Da parte loro ai portavoce di Hamas sono bastati pochi minuti per stroncare l’intera visione di Obama «reo», ai loro occhi, di avere troppo a cuore le necessità di sicurezza di Israele. Ancora nei giorni scorsi un dirigente di Hamas, M a h m u d a-Zahar, ha stimato che i negoziati fra Anp e Israele sono del tutto futili e che l’unica opzione praticabile è quella della lotta armata a oltranza.
Malgrado la prima reazione irritata di Netanyahu e del suo entourage, il testo della Casa Bianca echeggiava diversi temi ricorrenti negli interventi del premier. Fra questi: la necessità di strette misure di sicurezza a difesa di Israele e di un ritiro solo graduale dalla Cisgiordania (dove abitano oltre 300 mila ebrei); l’opposizione alla proclamazione di uno Stato palestinese al di fuori di precise intese con Israele; il ritorno al tavolo dei negoziati; l’obbligo per Hamas di riconoscere Israele e dunque un atteggiamento di velato scetticismo (almeno in questa fase) verso gli accordi di riconciliazione palestinese.
Anche l’opzione di scambi di terreni, avanzata ieri da Obama, era già stata posta sul tavolo da Ehud Olmert.

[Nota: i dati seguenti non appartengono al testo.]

use crate::builtins::Query;

/// Source location attached to every node for error reporting.
#[derive(Debug, Clone, Copy, PartialEq, Eq)]
pub struct Span {
    pub line: usize,
    pub column: usize,
}

impl Span {
    pub fn new(line: usize, column: usize) -> Self {
        Self { line, column }
    }
}

// ─── Top level ───────────────────────────────────────────────────────────────

/// Command definitions in declaration order.
#[derive(Debug, Clone, PartialEq)]
pub struct Program {
    pub commands: Vec<Command>,
}

impl Program {
    pub fn command(&self, name: &str) -> Option<&Command> {
        self.commands.iter().find(|c| c.name == name)
    }

    /// The first declared command, where execution starts by default.
    pub fn entry(&self) -> Option<&Command> {
        self.commands.first()
    }
}

/// `void name() { ... }`
#[derive(Debug, Clone, PartialEq)]
pub struct Command {
    pub name: String,
    pub body: Vec<Stmt>,
    pub span: Span,
}

// ─── Statements ──────────────────────────────────────────────────────────────

#[derive(Debug, Clone, PartialEq)]
pub enum Stmt {
    /// `name();`: a primitive action or a declared command
    Call { name: String, span: Span },
    /// `repeat (n) { }` with `n` already checked against [2, 32767]
    Repeat { count: u16, body: Vec<Stmt>, span: Span },
    /// `if (c) { } else { }`; `else if` nests a single `If` in `else_block`
    If(IfStmt),
    /// `while (c) { }`
    While { condition: Condition, body: Vec<Stmt>, span: Span },
}

impl Stmt {
    pub fn span(&self) -> Span {
        match self {
            Stmt::Call { span, .. }   => *span,
            Stmt::Repeat { span, .. } => *span,
            Stmt::If(s)               => s.span,
            Stmt::While { span, .. }  => *span,
        }
    }
}

#[derive(Debug, Clone, PartialEq)]
pub struct IfStmt {
    pub condition: Condition,
    pub then_block: Vec<Stmt>,
    pub else_block: Option<Vec<Stmt>>,
    pub span: Span,
}

// ─── Conditions ──────────────────────────────────────────────────────────────

#[derive(Debug, Clone, PartialEq)]
pub enum Condition {
    /// `frontIsClear()` etc.
    Query(Query, Span),
    /// `!c`
    Not(Box<Condition>),
    /// `a && b`
    And(Box<Condition>, Box<Condition>),
    /// `a || b`
    Or(Box<Condition>, Box<Condition>),
}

Lo stesso Netanyahu - che ieri ha ribadito la necessità per Israele di mantenere anche in futuro una presenza militare sul fiume Giordano - ha detto mercoledì alla Knesset, il parlamento israeliano, che Israele dovrà mantenere il controllo nelle zone omogenee di insediamento in Cisgiordania, ma ha lasciato intendere che per le colonie al di là della Barriera c’è di che parlare. Oggi, da Obama, Netanyahu cercherà di ribadire due concetti centrali: che i palestinesi devono riconoscere Israele come Stato ebraico (sbarrando definitivamente la possibilità di un ritorno in massa di profughi palestinesi) e che i futuri accordi di pace rappresenteranno la conclusione del conflitto. Senza questi pilastri essenziali, l’intero progetto di Obama rischia - secondo Israele - di restare sulla carta.